Me gusta chupar zapote.
Tímido. Madurito. Dulce a su manera.
Que deje hilitos entre los dientes,
como si la fruta se aferrara a la boca.
Con esa piel morena que no grita,
pero se abre como un secreto
de quién ha visto cosas
y se las quiere contar a alguien.
Que al primer chupón,
una pulpa tibia me explote en la boca.
Pero no pulpa de mango, ni de papaya,
ni nada cultivado en la nevera.
Sino carne de fruta con historia:
tierra, saliva, calor.
Y que su sabor,
su color naranja con fiebre,
su textura entre cremosa y puta,
Me haga recordar:
ese sabor que no es a zapote,
sino a otro jugo,
a otro temblor…
A Chocho.
Así, sin nombre propio.
Como quien se tropieza con un perfume
y recuerda la esquina exacta donde perdió la fe en el amor…
y la ropa.
A veces cierro los ojos.
Sentado en la sombra.
Y no sé si chupo fruta,
o unas piernas me sostienen la cabeza.
Y pienso en el chocho.
No como fetiche de porno,
sino como altar que se chupa, se huele, se memoriza.
Con respeto y con morbo,
como se miran los eclipses:
sabiendo que si lo haces mucho,
te quedas ciego.
Porque el chocho, cuando se entrega,
es como un sapote bien maduro:
tibio, jugoso, dulzón, con nervio.
No se muerde de una. Se chupa.
Con paciencia, con lengua,
como quien quiere desentrañar un secreto comestible.
No es cualquier cosa.
Es altar sin misa.
Es selva con humedad carnívora.
Es fruta que no aparece en góndola,
pero sí, en los sueños humedos de lenguas epilepticas,
convulsionando de placer en cada bache,
como un animal enfermo
que solo sana chupando rajas.
La última vez probé uno de esos que huelen a tierra mojada
no volví a hablar de amor sin salivar.
Porque el zapote, o se chupa o se desperdicia.

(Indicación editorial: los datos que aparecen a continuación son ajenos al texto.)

//! Meeting record model.
//!
//! # Responsibility
//! - Define the canonical `{id, title, date, time, content}` record.
//! - Provide the draft guard used before any remote insert.
//! - Provide the partial patch shape used for field-level updates.
//!
//! # Invariants
//! - `id` is opaque, unique and immutable once assigned by the store.
//! - `MeetingDraft::into_fields()` always yields empty `content`.
//! - `date` and `time` are kept string-encoded exactly as entered.

use serde::{Deserialize, Serialize};
use std::error::Error;
use std::fmt::{Display, Formatter};

/// Opaque identifier assigned by the remote store.
pub type MeetingId = String;

/// One meeting as delivered by the subscription feed.
#[derive(Debug, Clone, PartialEq, Eq, Serialize, Deserialize)]
pub struct Meeting {
    pub id: MeetingId,
    pub title: String,
    /// Calendar date, e.g. `2024-01-05`.
    pub date: String,
    /// Wall-clock time, e.g. `09:00`.
    pub time: String,
    /// Markdown body (the minutes).
    #[serde(default)]
    pub content: String,
}

impl Meeting {
    /// Builds a meeting from stored fields and its store-assigned id.
    pub fn from_fields(id: impl Into<MeetingId>, fields: MeetingFields) -> Self {
        Self {
            id: id.into(),
            title: fields.title,
            date: fields.date,
            time: fields.time,
            content: fields.content,
        }
    }

    /// `"<date> at <time>"`, as shown under a card title.
    pub fn schedule_label(&self) -> String {
        format!("{} at {}", self.date, self.time)
    }

    /// `"<title> - <date> at <time>"`, as shown above the viewer/editor.
    pub fn heading(&self) -> String {
        format!("{} - {}", self.title, self.schedule_label())
    }
}

/// Document body written by an insert.
#[derive(Debug, Clone, Default, PartialEq, Eq, Serialize, Deserialize)]
pub struct MeetingFields {
    #[serde(default)]
    pub title: String,
    #[serde(default)]
    pub date: String,
    #[serde(default)]
    pub time: String,
    #[serde(default)]
    pub content: String,
}

/// Draft field selector for the create form and the inline editor.
#[derive(Debug, Clone, Copy, PartialEq, Eq)]
pub enum MeetingField {
    Title,
    Date,
    Time,
}

impl MeetingField {
    pub const ALL: [MeetingField; 3] = [Self::Title, Self::Date, Self::Time];

    pub fn as_str(self) -> &'static str {
        match self {
            Self::Title => "title",
            Self::Date => "date",
            Self::Time => "time",
        }
    }

    /// Case-insensitive inverse of [`MeetingField::as_str`].
    pub fn from_label(label: &str) -> Option<Self> {
        let label = label.trim();
        Self::ALL
            .into_iter()
            .find(|field| field.as_str().eq_ignore_ascii_case(label))
    }
}

/// Draft guard failure.
#[derive(Debug, Clone, Copy, PartialEq, Eq)]
pub enum DraftValidationError {
    /// The named field is empty or whitespace only.
    MissingField(MeetingField),
}

impl Display for DraftValidationError {
    fn fmt(&self, f: &mut Formatter<'_>) -> std::fmt::Result {
        match self {
            Self::MissingField(field) => write!(f, "meeting {} is required", field.as_str()),
        }
    }
}

impl Error for DraftValidationError {}

/// Transient input for a not-yet-created meeting.
#[derive(Debug, Clone, Default, PartialEq, Eq)]
pub struct MeetingDraft {
    pub title: String,
    pub date: String,
    pub time: String,
}

impl MeetingDraft {
    pub fn new(
        title: impl Into<String>,
        date: impl Into<String>,
        time: impl Into<String>,
    ) -> Self {
        Self {
            title: title.into(),
            date: date.into(),
            time: time.into(),
        }
    }

    /// Sets one field from form input.
    pub fn set(&mut self, field: MeetingField, value: impl Into<String>) {
        let value = value.into();
        match field {
            MeetingField::Title => self.title = value,
            MeetingField::Date => self.date = value,
            MeetingField::Time => self.time = value,
        }
    }

    /// Checks title, date and time in form order.
    pub fn validate(&self) -> Result<(), DraftValidationError> {
        for (field, value) in [
            (MeetingField::Title, &self.title),
            (MeetingField::Date, &self.date),
            (MeetingField::Time, &self.time),
        ] {
            if value.trim().is_empty() {
                return Err(DraftValidationError::MissingField(field));
            }
        }
        Ok(())
    }

    pub fn is_complete(&self) -> bool {
        self.validate().is_ok()
    }

    /// Insert payload for this draft. Content is always empty.
    pub fn into_fields(self) -> MeetingFields {
        MeetingFields {
            title: self.title,
            date: self.date,
            time: self.time,
            content: String::new(),
        }
    }
}

/// Field-level update. `None` fields are left untouched by the store.
#[derive(Debug, Clone, Default, PartialEq, Eq, Serialize, Deserialize)]
pub struct MeetingPatch {
    #[serde(default, skip_serializing_if = "Option::is_none")]
    pub title: Option<String>,
    #[serde(default, skip_serializing_if = "Option::is_none")]
    pub date: Option<String>,
    #[serde(default, skip_serializing_if = "Option::is_none")]
    pub time: Option<String>,
    #[serde(default, skip_serializing_if = "Option::is_none")]
    pub content: Option<String>,
}

impl MeetingPatch {
    /// Patch touching only the markdown body.
    pub fn content(markdown: impl Into<String>) -> Self {
        Self {
            content: Some(markdown.into()),
            ..Self::default()
        }
    }

    pub fn is_empty(&self) -> bool {
        self.title.is_none() && self.date.is_none() && self.time.is_none() && self.content.is_none()
    }

    /// Names of the fields this patch replaces, in schema order.
    pub fn field_names(&self) -> Vec<&'static str> {
        let mut names = Vec::new();
        if self.title.is_some() {
            names.push("title");
        }
        if self.date.is_some() {
            names.push("date");
        }
        if self.time.is_some() {
            names.push("time");
        }
        if self.content.is_some() {
            names.push("content");
        }
        names
    }

    pub fn apply_to(&self, meeting: &mut Meeting) {
        if let Some(title) = &self.title {
            meeting.title.clone_from(title);
        }
        if let Some(date) = &self.date {
            meeting.date.clone_from(date);
        }
        if let Some(time) = &self.time {
            meeting.time.clone_from(time);
        }
        if let Some(content) = &self.content {
            meeting.content.clone_from(content);
        }
    }
}
/// One meeting card in grid mode.
#[derive(Debug, Clone, PartialEq, Eq)]
pub struct MeetingCardItem {
    pub meeting_id: String,
    pub title: String,
    /// `"<date> at <time>"`.
    pub schedule: String,
    /// Sanitized HTML of the first content lines.
    pub preview_html: String,
    pub inline_editing: bool,
    /// Inline editor values while `inline_editing` is set.
    pub inline_fields: Option<MeetingFieldsItem>,
    pub delete_pending: bool,
}

/// Flattened dashboard screen for the Dart side.
#[derive(Debug, Clone, PartialEq, Eq)]
pub struct DashboardScreenResponse {
    pub ok: bool,
    /// `grid|viewing|editing`.
    pub mode: String,
    pub selected_id: Option<String>,
    /// Populated in grid mode only.
    pub cards: Vec<MeetingCardItem>,
    /// `"<title> - <date> at <time>"` for viewer and editor.
    pub heading: Option<String>,
    /// Viewer HTML, or the live preview while editing.
    pub html: Option<String>,
    pub editor_buffer: Option<String>,
    /// Toolbar action labels while editing.
    pub toolbar: Vec<String>,
    /// Set when the selected meeting no longer exists.
    pub not_found: bool,
    pub create_dialog_open: bool,
    /// Draft values while the create dialog is open.
    pub create_draft: Option<MeetingFieldsItem>,
    /// Whether every draft field is filled in.
    pub create_can_submit: bool,
    /// Title (or id) of the meeting awaiting delete confirmation.
    pub delete_prompt: Option<String>,
    pub message: String,
}

impl DashboardScreenResponse {
    fn failure(message: impl Into<String>) -> Self {
        Self {
            ok: false,
            mode: String::new(),
            selected_id: None,
            cards: Vec::new(),
            heading: None,
            html: None,
            editor_buffer: None,
            toolbar: Vec::new(),
            not_found: false,
            create_dialog_open: false,
            create_draft: None,
            create_can_submit: false,
            delete_prompt: None,
            message: message.into(),
        }
    }
}

/// Generic action response envelope.
#[derive(Debug, Clone, PartialEq, Eq)]
pub struct DashboardActionResponse {
    /// Whether operation succeeded.
    pub ok: bool,
    /// Meeting the action applied to, when there is one.
    pub meeting_id: Option<String>,
    /// Human-readable response message for diagnostics/UI.
    pub message: String,
}
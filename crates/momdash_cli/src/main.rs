//! Command-line front end for the meeting-minutes dashboard.
//!
//! # Responsibility
//! - Drive the same dashboard controller the UI uses, one action per run.
//! - Keep output line-oriented so scripts can parse it.

use clap::{Args, Parser, Subcommand};
use log::{error, info};
use momdash_core::{
    flush_logging, init_logging_from_config, render_markdown, AppConfig, Dashboard, MeetingDraft,
    MeetingPatch, ScreenBody, SqliteMeetingStore,
};
use std::error::Error;
use std::io::Read;
use std::path::PathBuf;
use std::process::ExitCode;

#[derive(Parser)]
#[command(author, version, about, long_about = None)]
/// Minutes-of-meeting dashboard
struct Cli {
    /// SQLite database file (defaults to MOMDASH_DB_PATH or the temp dir)
    #[arg(long, global = true, value_name = "PATH")]
    db: Option<PathBuf>,

    /// Store collection holding the meetings
    #[arg(long, global = true, value_name = "NAME")]
    collection: Option<String>,

    #[command(subcommand)]
    command: Command,
}

#[derive(Subcommand)]
enum Command {
    /// List meetings in store order
    List,
    /// Create a meeting with empty minutes
    Create {
        #[arg(long)]
        title: String,
        #[arg(long)]
        date: String,
        #[arg(long)]
        time: String,
    },
    /// Print one meeting's heading and rendered minutes
    Show {
        id: String,
        /// Print the raw markdown instead of HTML
        #[arg(long)]
        raw: bool,
    },
    /// Replace a meeting's minutes
    Save {
        id: String,
        #[command(flatten)]
        input: MarkdownInput,
    },
    /// Change a meeting's title, date or time
    Rename {
        id: String,
        #[arg(long)]
        title: Option<String>,
        #[arg(long)]
        date: Option<String>,
        #[arg(long)]
        time: Option<String>,
    },
    /// Delete a meeting
    Delete { id: String },
    /// Render markdown to sanitized HTML without touching the store
    Render {
        #[command(flatten)]
        input: MarkdownInput,
    },
}

impl Command {
    fn name(&self) -> &'static str {
        match self {
            Self::List => "list",
            Self::Create { .. } => "create",
            Self::Show { .. } => "show",
            Self::Save { .. } => "save",
            Self::Rename { .. } => "rename",
            Self::Delete { .. } => "delete",
            Self::Render { .. } => "render",
        }
    }
}

#[derive(Args)]
struct MarkdownInput {
    /// Markdown text; read from stdin when neither this nor --file is given
    #[arg(long, conflicts_with = "file")]
    content: Option<String>,
    /// Read markdown from a file
    #[arg(long, value_name = "PATH")]
    file: Option<PathBuf>,
}

impl MarkdownInput {
    fn read(self) -> Result<String, Box<dyn Error>> {
        if let Some(content) = self.content {
            return Ok(content);
        }
        if let Some(path) = self.file {
            return std::fs::read_to_string(&path)
                .map_err(|e| format!("Failed to read {}: {}", path.display(), e).into());
        }
        let mut buffer = String::new();
        std::io::stdin().read_to_string(&mut buffer)?;
        Ok(buffer)
    }
}

fn main() -> ExitCode {
    match try_main(Cli::parse()) {
        Ok(()) => ExitCode::SUCCESS,
        Err(err) => {
            eprintln!("error: {err}");
            ExitCode::FAILURE
        }
    }
}

fn try_main(cli: Cli) -> Result<(), Box<dyn Error>> {
    let mut config = AppConfig::from_env();
    if let Some(db) = cli.db {
        config.db_path = db;
    }
    if let Some(collection) = cli.collection {
        config.collection = collection;
    }
    init_logging_from_config(&config)?;

    let name = cli.command.name();
    info!("event=cli_command module=cli status=start command={name}");
    let result = dispatch(&config, cli.command);
    match &result {
        Ok(()) => info!("event=cli_command module=cli status=ok command={name}"),
        Err(err) => {
            error!("event=cli_command module=cli status=error command={name} error={err}")
        }
    }
    flush_logging();
    result
}

fn dispatch(config: &AppConfig, command: Command) -> Result<(), Box<dyn Error>> {
    // Rendering never needs the database.
    if let Command::Render { input } = command {
        return render(input);
    }

    let store = SqliteMeetingStore::open(&config.db_path)
        .map_err(|e| format!("Failed to open {}: {}", config.db_path.display(), e))?;
    let mut dashboard = Dashboard::new(store, config.dashboard());
    dashboard.activate()?;
    run(&mut dashboard, command)
}

fn run(
    dashboard: &mut Dashboard<SqliteMeetingStore>,
    command: Command,
) -> Result<(), Box<dyn Error>> {
    match command {
        Command::List => {
            for meeting in dashboard.meetings() {
                println!(
                    "{}\t{}\t{}",
                    meeting.id,
                    meeting.title,
                    meeting.schedule_label()
                );
            }
            Ok(())
        }
        Command::Create { title, date, time } => {
            dashboard.open_create_dialog();
            dashboard.set_draft(MeetingDraft::new(title, date, time));
            let id = dashboard.submit_create()?;
            println!("{id}");
            Ok(())
        }
        Command::Show { id, raw } => {
            dashboard.select(id.as_str())?;
            match dashboard.screen().body {
                ScreenBody::Viewer(viewer) => {
                    println!("{}", viewer.heading);
                    println!();
                    if raw {
                        let content = dashboard
                            .selected_meeting()
                            .map(|meeting| meeting.content.as_str())
                            .unwrap_or_default();
                        println!("{content}");
                    } else {
                        print!("{}", viewer.html);
                    }
                    Ok(())
                }
                ScreenBody::NotFound(view) => {
                    Err(format!("{}: {}", view.message, view.requested_id).into())
                }
                _ => Err(Box::from("unexpected screen after select")),
            }
        }
        Command::Save { id, input } => {
            dashboard.save_content(&id, input.read()?)?;
            println!("saved {id}");
            Ok(())
        }
        Command::Rename {
            id,
            title,
            date,
            time,
        } => {
            let patch = MeetingPatch {
                title,
                date,
                time,
                content: None,
            };
            dashboard.update_meeting(&id, &patch)?;
            println!("updated {id}: {}", patch.field_names().join(","));
            Ok(())
        }
        Command::Delete { id } => {
            dashboard.request_delete(id.as_str());
            let id = dashboard.confirm_delete()?;
            println!("deleted {id}");
            Ok(())
        }
        Command::Render { input } => render(input),
    }
}

fn render(input: MarkdownInput) -> Result<(), Box<dyn Error>> {
    print!("{}", render_markdown(&input.read()?));
    Ok(())
}
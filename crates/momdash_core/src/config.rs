//! Runtime configuration resolved from the environment.
//!
//! # Responsibility
//! - Resolve database path, collection and logging settings with defaults.
//! - Derive the controller-level [`DashboardConfig`].

use crate::logging::default_log_level;
use crate::render::markdown::CARD_PREVIEW_LINES;
use crate::store::DEFAULT_COLLECTION;
use std::path::PathBuf;

pub const ENV_DB_PATH: &str = "MOMDASH_DB_PATH";
pub const ENV_COLLECTION: &str = "MOMDASH_COLLECTION";
pub const ENV_LOG_LEVEL: &str = "MOMDASH_LOG_LEVEL";
pub const ENV_LOG_DIR: &str = "MOMDASH_LOG_DIR";

const DEFAULT_DB_FILE_NAME: &str = "momdash.sqlite3";

/// Controller settings.
#[derive(Debug, Clone, PartialEq, Eq)]
pub struct DashboardConfig {
    /// Remote collection holding meeting documents.
    pub collection: String,
    /// Source lines rendered on each grid card.
    pub card_preview_lines: usize,
}

impl Default for DashboardConfig {
    fn default() -> Self {
        Self {
            collection: DEFAULT_COLLECTION.to_string(),
            card_preview_lines: CARD_PREVIEW_LINES,
        }
    }
}

/// Process-level settings shared by the CLI and FFI hosts.
#[derive(Debug, Clone, PartialEq, Eq)]
pub struct AppConfig {
    pub db_path: PathBuf,
    pub collection: String,
    pub log_level: String,
    /// Logging stays off when unset.
    pub log_dir: Option<PathBuf>,
}

impl Default for AppConfig {
    fn default() -> Self {
        Self {
            db_path: std::env::temp_dir().join(DEFAULT_DB_FILE_NAME),
            collection: DEFAULT_COLLECTION.to_string(),
            log_level: default_log_level().to_string(),
            log_dir: None,
        }
    }
}

impl AppConfig {
    /// Reads `MOMDASH_*` variables; blank values fall back to defaults.
    pub fn from_env() -> Self {
        Self::from_lookup(|key| std::env::var(key).ok())
    }

    /// Same as [`AppConfig::from_env`] with an injectable lookup.
    pub fn from_lookup(lookup: impl Fn(&str) -> Option<String>) -> Self {
        let read = |key: &str| {
            lookup(key)
                .map(|value| value.trim().to_string())
                .filter(|value| !value.is_empty())
        };
        let defaults = Self::default();
        Self {
            db_path: read(ENV_DB_PATH)
                .map(PathBuf::from)
                .unwrap_or(defaults.db_path),
            collection: read(ENV_COLLECTION).unwrap_or(defaults.collection),
            log_level: read(ENV_LOG_LEVEL).unwrap_or(defaults.log_level),
            log_dir: read(ENV_LOG_DIR).map(PathBuf::from),
        }
    }

    pub fn dashboard(&self) -> DashboardConfig {
        DashboardConfig {
            collection: self.collection.clone(),
            ..DashboardConfig::default()
        }
    }
}
//! Snapshot fan-out shared by store implementations.
//!
//! # Responsibility
//! - Track live subscriptions per collection.
//! - Push full snapshots to every live subscriber of a collection.
//!
//! # Invariants
//! - A snapshot always carries the whole collection, never a delta.
//! - Dropped subscriptions are unregistered; senders whose receiver is gone
//!   are pruned on the next publish.

use crate::model::meeting::Meeting;
use log::debug;
use std::collections::BTreeMap;
use std::sync::mpsc::{self, Receiver, Sender, TryRecvError};
use std::sync::{Arc, Mutex, MutexGuard, PoisonError, Weak};

/// Full ordered contents of one collection.
pub type Snapshot = Vec<Meeting>;

struct Subscriber {
    collection: String,
    sender: Sender<Snapshot>,
}

#[derive(Default)]
struct FeedInner {
    next_id: u64,
    subscribers: BTreeMap<u64, Subscriber>,
}

/// Registry of snapshot subscribers.
#[derive(Clone, Default)]
pub struct SnapshotFeed {
    inner: Arc<Mutex<FeedInner>>,
}

impl SnapshotFeed {
    pub fn new() -> Self {
        Self::default()
    }

    /// Registers a subscriber and queues `initial` as its first snapshot.
    pub fn register(&self, collection: &str, initial: Snapshot) -> Subscription {
        let (sender, receiver) = mpsc::channel();
        // Receiver is alive; the send cannot fail.
        let _ = sender.send(initial);

        let mut inner = lock(&self.inner);
        let id = inner.next_id;
        inner.next_id += 1;
        inner.subscribers.insert(
            id,
            Subscriber {
                collection: collection.to_string(),
                sender,
            },
        );
        debug!("event=feed_subscribe module=store status=ok collection={collection} subscription_id={id}");

        Subscription {
            id,
            collection: collection.to_string(),
            receiver,
            feed: Arc::downgrade(&self.inner),
        }
    }

    /// Returns whether any live subscriber watches `collection`.
    pub fn has_subscribers(&self, collection: &str) -> bool {
        lock(&self.inner)
            .subscribers
            .values()
            .any(|subscriber| subscriber.collection == collection)
    }

    pub fn subscriber_count(&self) -> usize {
        lock(&self.inner).subscribers.len()
    }

    /// Sends `snapshot` to every subscriber of `collection`.
    ///
    /// Returns the number of subscribers reached.
    pub fn publish(&self, collection: &str, snapshot: &Snapshot) -> usize {
        let mut inner = lock(&self.inner);
        let mut delivered = 0;
        let mut disconnected = Vec::new();
        for (id, subscriber) in &inner.subscribers {
            if subscriber.collection != collection {
                continue;
            }
            if subscriber.sender.send(snapshot.clone()).is_ok() {
                delivered += 1;
            } else {
                disconnected.push(*id);
            }
        }
        for id in disconnected {
            inner.subscribers.remove(&id);
        }
        debug!(
            "event=feed_publish module=store status=ok collection={collection} records={} delivered={delivered}",
            snapshot.len()
        );
        delivered
    }
}

/// Live subscription handle. Dropping it unsubscribes.
pub struct Subscription {
    id: u64,
    collection: String,
    receiver: Receiver<Snapshot>,
    feed: Weak<Mutex<FeedInner>>,
}

impl Subscription {
    pub fn collection(&self) -> &str {
        &self.collection
    }

    /// Drains queued snapshots and returns only the newest one.
    pub fn drain_latest(&self) -> Option<Snapshot> {
        let mut latest = None;
        loop {
            match self.receiver.try_recv() {
                Ok(snapshot) => latest = Some(snapshot),
                Err(TryRecvError::Empty) | Err(TryRecvError::Disconnected) => break,
            }
        }
        latest
    }

    /// Returns whether the backing store still exists.
    pub fn is_connected(&self) -> bool {
        self.feed.strong_count() > 0
    }

    /// Explicit form of dropping the handle.
    pub fn unsubscribe(self) {}
}

impl Drop for Subscription {
    fn drop(&mut self) {
        if let Some(inner) = self.feed.upgrade() {
            lock(&inner).subscribers.remove(&self.id);
            debug!(
                "event=feed_unsubscribe module=store status=ok collection={} subscription_id={}",
                self.collection, self.id
            );
        }
    }
}

fn lock(inner: &Mutex<FeedInner>) -> MutexGuard<'_, FeedInner> {
    inner.lock().unwrap_or_else(PoisonError::into_inner)
}
//! Versioned schema for the document table.
//!
//! Versions are listed in ascending order; each entry runs once and bumps
//! `PRAGMA user_version` in the same transaction.

use crate::db::{DbError, DbResult};
use log::{debug, info};
use rusqlite::Connection;

const MIGRATIONS: &[(u32, &str)] = &[
    (1, include_str!("0001_documents.sql")),
    (2, include_str!("0002_document_order_index.sql")),
];

/// Newest schema version this build can write.
pub fn latest_version() -> u32 {
    MIGRATIONS.last().map_or(0, |(version, _)| *version)
}

/// Schema version currently recorded in `conn`.
pub fn schema_version(conn: &Connection) -> DbResult<u32> {
    Ok(conn.query_row("PRAGMA user_version;", [], |row| row.get(0))?)
}

/// Brings `conn` up to [`latest_version`].
pub fn apply_migrations(conn: &mut Connection) -> DbResult<()> {
    let from = schema_version(conn)?;
    let latest = latest_version();
    if from > latest {
        return Err(DbError::UnsupportedSchemaVersion {
            db_version: from,
            latest_supported: latest,
        });
    }

    let pending: Vec<_> = MIGRATIONS
        .iter()
        .filter(|(version, _)| *version > from)
        .collect();
    if pending.is_empty() {
        return Ok(());
    }

    let tx = conn.transaction()?;
    for (version, sql) in pending {
        debug!("event=db_migrate_step module=db status=start version={version}");
        tx.execute_batch(sql)?;
        tx.pragma_update(None, "user_version", version)?;
    }
    tx.commit()?;

    info!("event=db_migrate module=db status=ok from_version={from} to_version={latest}");
    Ok(())
}
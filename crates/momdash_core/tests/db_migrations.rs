use momdash_core::db::migrations::{self, latest_version};
use momdash_core::db::{open_db, open_db_in_memory, DbError};
use rusqlite::Connection;

#[test]
fn open_db_in_memory_applies_all_migrations() {
    let conn = open_db_in_memory().unwrap();

    assert_eq!(schema_version(&conn), latest_version());
    assert_table_exists(&conn, "documents");
    assert_index_exists(&conn, "idx_documents_collection_seq");
}

#[test]
fn opening_same_database_twice_is_idempotent() {
    let dir = tempfile::tempdir().unwrap();
    let path = dir.path().join("momdash.db");

    let conn_first = open_db(&path).unwrap();
    assert_eq!(schema_version(&conn_first), latest_version());
    drop(conn_first);

    let conn_second = open_db(&path).unwrap();
    assert_eq!(schema_version(&conn_second), latest_version());
    assert_table_exists(&conn_second, "documents");
}

#[test]
fn open_db_creates_missing_parent_directories_and_uses_wal() {
    let dir = tempfile::tempdir().unwrap();
    let path = dir.path().join("nested").join("deeper").join("momdash.db");

    let conn = open_db(&path).unwrap();
    assert!(path.exists());
    let mode: String = conn
        .query_row("PRAGMA journal_mode;", [], |row| row.get(0))
        .unwrap();
    assert_eq!(mode.to_ascii_lowercase(), "wal");
    assert_eq!(migrations::schema_version(&conn).unwrap(), latest_version());
}

#[test]
fn opening_database_with_newer_schema_version_returns_error() {
    let dir = tempfile::tempdir().unwrap();
    let path = dir.path().join("future.db");

    let conn = Connection::open(&path).unwrap();
    conn.execute_batch("PRAGMA user_version = 999;").unwrap();
    drop(conn);

    let err = open_db(&path).unwrap_err();
    match err {
        DbError::UnsupportedSchemaVersion {
            db_version,
            latest_supported,
        } => {
            assert_eq!(db_version, 999);
            assert_eq!(latest_supported, latest_version());
        }
        other => panic!("unexpected error: {other}"),
    }
}

#[test]
fn documents_table_rejects_non_json_bodies() {
    let conn = open_db_in_memory().unwrap();
    let result = conn.execute(
        "INSERT INTO documents (collection, id, body) VALUES ('meetings', 'x', 'not json');",
        [],
    );
    assert!(result.is_err());
}

fn schema_version(conn: &Connection) -> u32 {
    conn.query_row("PRAGMA user_version;", [], |row| row.get(0))
        .unwrap()
}

fn assert_table_exists(conn: &Connection, table_name: &str) {
    assert_schema_object(conn, "table", table_name);
}

fn assert_index_exists(conn: &Connection, index_name: &str) {
    assert_schema_object(conn, "index", index_name);
}

fn assert_schema_object(conn: &Connection, kind: &str, name: &str) {
    let exists: i64 = conn
        .query_row(
            "SELECT EXISTS(
                SELECT 1
                FROM sqlite_master
                WHERE type = ?1 AND name = ?2
            );",
            [kind, name],
            |row| row.get(0),
        )
        .unwrap();
    assert_eq!(exists, 1, "{kind} {name} does not exist");
}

Y ese día yo estaba pa’ lamer verdades,
no pa’ rezar padrenuestros.
Apenas lo probé,
el jugo se me fue pa’ la memoria:
al centro exacto del deseo,
donde el hambre se mezcla con la culpa
y el amor con el sudor de entrepierna.
Su textura: entre muslo y pecado.
Su olor: Un orgasmo en tecnicolor.
Su sabor: como si el chocho de todas tus exnovias
te estuviera reclamando al mismo tiempo.
Porque el zapote, si se chupa con ganas,
te lleva.
Te lleva a esa fruta que no se vende,
que se abre cuando quiere,
que no perdona lenguas tímidas
ni bocas sin fe.
Hay un momento —lo juro—
en que la lengua ya no distingue
si está en la plaza de mercado
o entre las piernas afrodisíacas de una diosa distraída.
El hueso del zapote me supo a despedida,
como ese último gemido que no se grabó.
Me quedé chupando el aire,
como si todavía quedara algo de
fruta.
Y desde entonces,
cada vez que veo un zapote en la plaza,
me entra el apetito.
No por hambre.
Por memoria.
Por culpa.
Por deseo.
Por ese sabor a chocho
que me quedó tatuado en la lengua
como una blasfemia deliciosa.
El zapote me enseñó dos cosas:
que el pecado se chupa,
y que el deseo no es sucio,
sino húmedo.
Y si eso ofende a alguien,
pues que se vaya a rezar.
Yo me quedo aquí,
Fresquito en la sombra,
con la lengua bendita,
de quien probó el paraíso y no dejó ni la pepa.